Sweat clung to his brow despite the chill. His breath misted in the night air. The weight of the sword, light as it should have been, felt like lead.
“You hesitate,” Asha said for the third time that evening.
“I don’t,” Lorian replied, teeth clenched.
“You do. You pull back before every strike. Not because you doubt your aim—but because you fear what happens if it lands.”
She tossed her wooden sword aside with a clatter that echoed through the yard and walked to the weapons rack on the far end. Her shadow stretched long behind her, cast by torchlight dancing on the outer walls.
Lorian lowered his guard slightly. “Sparring is different.”
“And what happens when it isn’t sparring?” she shot back, lifting a gleaming steel longsword from the rack.
She turned and offered it to him. “Take it.”
He stared at it like it was a viper.
“I’ve trained for years,” he said quietly. “Spellcraft, tactics, even diplomacy. Why must it always come to this?”
“Because monsters don’t bleed from speeches,” Asha said. “And soldiers don’t follow a prince who trembles at the thought of blood.”
He didn’t reach for it.
She stepped closer.
“You’re not a boy anymore, Lorian. War doesn’t pause for your morality.”
“I’m not like my father,” he said.
Her gaze softened. “No, you’re not. But Valanith still needs a prince who can stand in front of a line and command it to move forward.”
He looked down at the sword. For a long moment, he considered taking it. Then he turned away.
Asha didn’t press him.
“I’ll see you at dawn,” she said, voice lower now. “And Lorian—someday, someone will place a crown on your head. And you’ll have to choose whether you wear it with conviction… or let it fall from your hands.”
He watched her leave the courtyard in silence, the sound of her boots fading beneath the rustle of the breeze.
Beneath the blackened skies, the courtyard quieted. The twin moons—Lunaris and Velor—hovered above like twin gods in judgment. Lorian dropped onto a nearby bench, the wooden sword across his lap, and let the silence surround him.
He closed his eyes.
And memory answered.
He was six again.
The royal library was cavernous, its walls lined with books that smelled of old ink and richer times. But he wasn’t interested in reading.
On the velvet cushions beneath a tall arched window, Queen Elara sat cross-legged, golden magic spiraling around her fingers. In her palm fluttered a tiny, wounded sparrow. Its wing hung limp. Blood stained its side.
“You see,” she said gently, guiding his smaller hands toward the bird, “healing isn’t just about mending wounds.

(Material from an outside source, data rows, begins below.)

//! # ICD Core
//!
//! Core logic for resolving free-text symptoms to ICD-11 entities.
//!
//! This crate contains:
//! - Startup configuration ([`CoreConfig`]) resolved once from the environment
//! - The access-token lifecycle manager ([`TokenBroker`])
//! - The search → detail → transform lookup pipeline ([`LookupPipeline`])
//! - Wire models and translation for ICD-API responses
//!
//! **No presentation concerns**: console formatting and process exit codes belong in the
//! `icd-run` binary.

pub mod config;
pub mod constants;
pub mod entity;
pub mod error;
pub mod lookup;
pub mod token;
pub mod transport;

pub use config::{CoreConfig, Credentials};
pub use entity::{Diagnosis, DiagnosisRecord, EntityDetail, SearchCandidate, SearchResult};
pub use error::{
    AuthError, ConfigError, IcdError, IcdResult, LookupError, LookupErrorCode, Stage,
    TransportError,
};
pub use lookup::LookupPipeline;
pub use token::{AccessToken, Clock, SystemClock, TokenBroker};
pub use transport::{HttpTransport, ReqwestTransport};

pub use icd_types::{MatchThreshold, NonEmptyText};

use std::sync::Arc;

/// Token broker and lookup pipeline wired to one shared transport.
#[derive(Clone, Debug)]
pub struct IcdClient {
    broker: TokenBroker,
    pipeline: LookupPipeline,
}

impl IcdClient {
    /// Build a client that talks to the configured endpoints over HTTP.
    pub fn new(config: &CoreConfig) -> IcdResult<Self> {
        let transport = Arc::new(ReqwestTransport::new(config.http_timeout())?);
        Ok(Self::with_transport(config, transport))
    }

    pub fn with_transport(config: &CoreConfig, transport: Arc<dyn HttpTransport>) -> Self {
        let broker = TokenBroker::new(config, Arc::clone(&transport));
        let pipeline = LookupPipeline::new(config, broker.clone(), transport);
        Self { broker, pipeline }
    }

    pub fn broker(&self) -> &TokenBroker {
        &self.broker
    }

    pub fn pipeline(&self) -> &LookupPipeline {
        &self.pipeline
    }
}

It’s about understanding where the pain comes from.”
Lorian watched in awe as the bird’s wing shimmered, bones aligning, feathers smoothing. He could feel the warmth pulsing from her magic—soft and calming, like a lullaby without sound.

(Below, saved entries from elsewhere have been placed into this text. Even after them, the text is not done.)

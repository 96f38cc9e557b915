//! ICD-API entity wire models and translation helpers.
//!
//! Responsibilities:
//! - Define public domain-level types handed to the presentation layer
//! - Define lenient wire models mirroring the ICD-API JSON-LD responses
//! - Translate wire models into domain types, enforcing required fields
//!
//! Notes:
//! - Localized fields arrive wrapped as `{"@language": "en", "@value": "..."}`;
//!   translation always reads `@value`.
//! - `indexTerm` and `exclusion` are optional upstream and default to empty.

use crate::error::Stage;
use crate::LookupError;
use icd_types::MatchThreshold;
use serde::Deserialize;
use url::Url;

// ============================================================================
// Public domain-level types
// ============================================================================

/// Best autocode match for a symptom description.
#[derive(Clone, Debug, PartialEq)]
pub struct SearchResult {
    /// The search text as echoed by the API.
    pub search_text: String,
    /// The index text the API matched against.
    pub matched_text: Option<String>,
    /// ICD-11 code, e.g. `9B10.0`.
    pub code: Option<String>,
    /// Canonical foundation entity URI, used to chain into the detail lookup.
    pub foundation_uri: Url,
    /// Match confidence in `0.0..=1.0`.
    pub match_score: f64,
}

impl SearchResult {
    /// Whether the match reaches `threshold` and can be relied upon.
    pub fn is_authoritative(&self, threshold: MatchThreshold) -> bool {
        threshold.accepts(self.match_score)
    }
}

/// Fields extracted from a foundation entity lookup.
#[derive(Clone, Debug, PartialEq, Eq)]
pub struct EntityDetail {
    pub browser_url: Option<String>,
    pub title: String,
    pub definition: String,
    pub index_terms: Vec<String>,
    pub exclusions: Vec<String>,
}

/// Display-ready diagnosis summary.
#[derive(Clone, Debug, PartialEq, Eq)]
pub struct DiagnosisRecord {
    pub browser_url: Option<String>,
    pub diagnosed_condition: String,
    pub general_details: String,
    pub possible_conditions: Vec<String>,
    pub excluded_conditions: Vec<String>,
}

impl From<EntityDetail> for DiagnosisRecord {
    fn from(detail: EntityDetail) -> Self {
        Self {
            browser_url: detail.browser_url,
            diagnosed_condition: detail.title,
            general_details: detail.definition,
            possible_conditions: detail.index_terms,
            excluded_conditions: detail.exclusions,
        }
    }
}

/// A full pipeline run: the match that was chosen and the resulting record.
#[derive(Clone, Debug, PartialEq)]
pub struct Diagnosis {
    pub search: SearchResult,
    pub record: DiagnosisRecord,
}

/// One entry from the broader `/search` endpoint.
#[derive(Clone, Debug, PartialEq)]
pub struct SearchCandidate {
    pub title: String,
    pub code: Option<String>,
    pub entity_uri: String,
    pub score: f64,
}

// ============================================================================
// Wire models
// ============================================================================

/// `{"@language": "en", "@value": "..."}`
#[derive(Debug, Deserialize)]
pub(crate) struct LocalizedText {
    #[serde(rename = "@language")]
    pub language: Option<String>,
    #[serde(rename = "@value")]
    pub value: Option<String>,
}

#[derive(Debug, Deserialize)]
pub(crate) struct LabelledTerm {
    pub label: Option<LocalizedText>,
}

/// `GET .../autocode` response.
#[derive(Debug, Deserialize)]
#[serde(rename_all = "camelCase")]
pub(crate) struct AutocodeWire {
    pub search_text: Option<String>,
    pub matching_text: Option<String>,
    pub the_code: Option<String>,
    #[serde(rename = "foundationURI")]
    pub foundation_uri: Option<String>,
    pub match_score: Option<f64>,
}

/// `GET .../lookup` response.
#[derive(Debug, Deserialize)]
#[serde(rename_all = "camelCase")]
pub(crate) struct LookupWire {
    pub browser_url: Option<String>,
    pub title: Option<LocalizedText>,
    pub definition: Option<LocalizedText>,
    pub index_term: Option<Vec<LabelledTerm>>,
    pub exclusion: Option<Vec<LabelledTerm>>,
}

/// `GET .../search` response.
#[derive(Debug, Deserialize)]
#[serde(rename_all = "camelCase")]
pub(crate) struct SearchWire {
    #[serde(default)]
    pub error: bool,
    pub error_message: Option<String>,
    pub destination_entities: Option<Vec<DestinationEntityWire>>,
}

#[derive(Debug, Deserialize)]
#[serde(rename_all = "camelCase")]
pub(crate) struct DestinationEntityWire {
    pub id: Option<String>,
    pub title: Option<String>,
    pub the_code: Option<String>,
    pub score: Option<f64>,
}

// ============================================================================
// Translation helpers
// ============================================================================

fn non_blank(value: Option<String>) -> Option<String> {
    value.filter(|v| !v.trim().is_empty())
}

/// Read `@value` from a localized wrapper, noting a language mismatch.
fn localized_value(text: Option<LocalizedText>, language: &str) -> Option<String> {
    let text = text?;
    if let Some(found) = &text.language {
        if !found.eq_ignore_ascii_case(language) {
            tracing::debug!("expected '{}' text, got '{}'", language, found);
        }
    }
    non_blank(text.value)
}

fn labels(terms: Option<Vec<LabelledTerm>>, language: &str) -> Vec<String> {
    terms
        .unwrap_or_default()
        .into_iter()
        .filter_map(|term| localized_value(term.label, language))
        .collect()
}

impl AutocodeWire {
    /// Translate into a [`SearchResult`], failing fast on a missing or
    /// unusable foundation URI.
    pub(crate) fn into_search_result(self, requested: &str) -> Result<SearchResult, LookupError> {
        let raw_uri = non_blank(self.foundation_uri).ok_or_else(|| LookupError::NoMatch {
            search_text: requested.to_owned(),
        })?;

        let foundation_uri =
            Url::parse(raw_uri.trim()).map_err(|e| LookupError::InvalidFoundationUri {
                uri: raw_uri.clone(),
                reason: e.to_string(),
            })?;
        if !matches!(foundation_uri.scheme(), "http" | "https") || !foundation_uri.has_host() {
            return Err(LookupError::InvalidFoundationUri {
                uri: raw_uri,
                reason: "expected an absolute http(s) URI".into(),
            });
        }

        let match_score = self.match_score.unwrap_or(0.0);
        if !(0.0..=1.0).contains(&match_score) {
            return Err(LookupError::MalformedResponse {
                stage: Stage::Search,
                message: format!("matchScore {match_score} outside 0..=1"),
            });
        }

        Ok(SearchResult {
            search_text: non_blank(self.search_text).unwrap_or_else(|| requested.to_owned()),
            matched_text: non_blank(self.matching_text),
            code: non_blank(self.the_code),
            foundation_uri,
            match_score,
        })
    }
}

impl LookupWire {
    pub(crate) fn into_entity_detail(self, language: &str) -> Result<EntityDetail, LookupError> {
        let title = localized_value(self.title, language).ok_or(LookupError::MissingField {
            stage: Stage::Detail,
            field: "title",
        })?;
        let definition =
            localized_value(self.definition, language).ok_or(LookupError::MissingField {
                stage: Stage::Detail,
                field: "definition",
            })?;

        Ok(EntityDetail {
            browser_url: non_blank(self.browser_url),
            title,
            definition,
            index_terms: labels(self.index_term, language),
            exclusions: labels(self.exclusion, language),
        })
    }
}

impl SearchWire {
    /// Candidates at or above `threshold`, best first.
    pub(crate) fn into_candidates(
        self,
        threshold: MatchThreshold,
    ) -> Result<Vec<SearchCandidate>, LookupError> {
        if self.error {
            return Err(LookupError::MalformedResponse {
                stage: Stage::Candidates,
                message: self
                    .error_message
                    .unwrap_or_else(|| "search reported an error".into()),
            });
        }

        let mut candidates: Vec<SearchCandidate> = self
            .destination_entities
            .unwrap_or_default()
            .into_iter()
            .filter_map(|entity| {
                let score = entity.score.unwrap_or(0.0);
                Some(SearchCandidate {
                    title: non_blank(entity.title)?,
                    entity_uri: non_blank(entity.id)?,
                    code: non_blank(entity.the_code),
                    score,
                })
            })
            .filter(|candidate| threshold.accepts(candidate.score))
            .collect();

        candidates.sort_by(|a, b| b.score.total_cmp(&a.score));
        Ok(candidates)
    }
}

“I thought magic was for battle,” he said, his young voice curious.
“It can be,” Elara replied. “But in a world drowning in war, healing is the greater rebellion.”
The sparrow fluttered from her palm to his shoulder. Lorian laughed, cheeks flushed with wonder.
Elara smiled. “Your father teaches you strength. I’ll teach you what to do with it.”
That night, he fell asleep to the sound of her humming and the scent of old parchment and lavender.
Now, thirteen years later, Lorian sat in the same courtyard where soldiers were forged, gripping a sword he didn’t want to wield in a war he no longer believed in.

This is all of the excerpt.